Move to ensure raw material availability

Jewellery retailers across the country have stopped selling gold coins and bars in order to discourage investors from buying and ensure availability of the raw material for jewellery manufacturing.

In India, eight to 10 per cent of the gold imported is purchased as coins or bars for investment.

“As it is, the gold supply situation is very tight. To ease the situation a bit, a majority of retailers have agreed not to sell gold coins and bars for at least another six months,” Haresh Soni, Chairman, All-India Gems and Jewellery Trade Federation, a premier trade body, told Business Line. “This will also go a long way in helping the Government’s efforts to curb gold imports,” he added.

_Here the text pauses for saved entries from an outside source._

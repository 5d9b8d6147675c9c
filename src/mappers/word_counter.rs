//! src/mappers/word_counter.rs
use crate::counts::WordCounts;
use regex::Regex;
use std::sync::LazyLock;

static WORD: LazyLock<Regex> =
    LazyLock::new(|| Regex::new("[a-z']+").expect("word pattern is valid"));

/// Lower-cases `text` and returns every maximal run of ASCII letters and
/// apostrophes, in order of appearance.
pub fn tokenize(text: &str) -> Vec<String> {
    let lowered = text.to_lowercase();
    WORD.find_iter(&lowered)
        .map(|m| m.as_str().to_string())
        .collect()
}

pub fn count_words(text: &str) -> WordCounts {
    let mut counts = WordCounts::new();
    for word in tokenize(text) {
        counts.increment(&word);
    }
    counts
}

The move, coupled with the shrinking demand for jewellery, is expected to bring down gold imports further in the months to come, contrary to general expectation. “Imports may drop further to 28-30 tonnes this month,” Soni said. In June, gold imports were down by 36 per cent at 32 tonnes, against 50 tonnes in June 2012. This is 80 per cent lower than the record May imports of 162 tonnes. Besides, it is also expected that gold price will slip further in the next couple of months.

Old gold welcome

The federation has also advised all its members to incentivise consumers who bring in old gold jewellery for exchange. Due to the reduction in the price of gold, hardly any consumer wants to trade old jewellery for new ones. As a result, the amount of gold that comes for recycling has come down significantly in the last few months, he said.

Until April, retailers were able to purchase gold almost on the spot, that too on a 180-day credit (on less than six per cent interest). Now, in addition to the cash-and-carry system, there is a waiting period of one week to take delivery of gold from banks. “Besides, as a result of the increased financial cost, we also have pay a premium of $6-8 an ounce to the banker, against $1-1.25 till a few months ago,” said Soni.

The investment demand for gold is already going down, “as the metal is losing its safe heaven haven status with sharp correction in prices”.

The trade’s decision to curb sales of bullion will further bring down the demand, said says Reena Rohit, Head of Non-Agri Commodities and Currencies, Angel Commodities Broking.

She said investors are very cautious now, and the sentiment will continue to remain bearish.

The lack of buying support may bring down the price of the yellow metal further in the weeks to come. According to her, if it breaches the Rs 25,200 (for 10 grams)-level, it may drop to the levels of Rs 24,000 in the following weeks.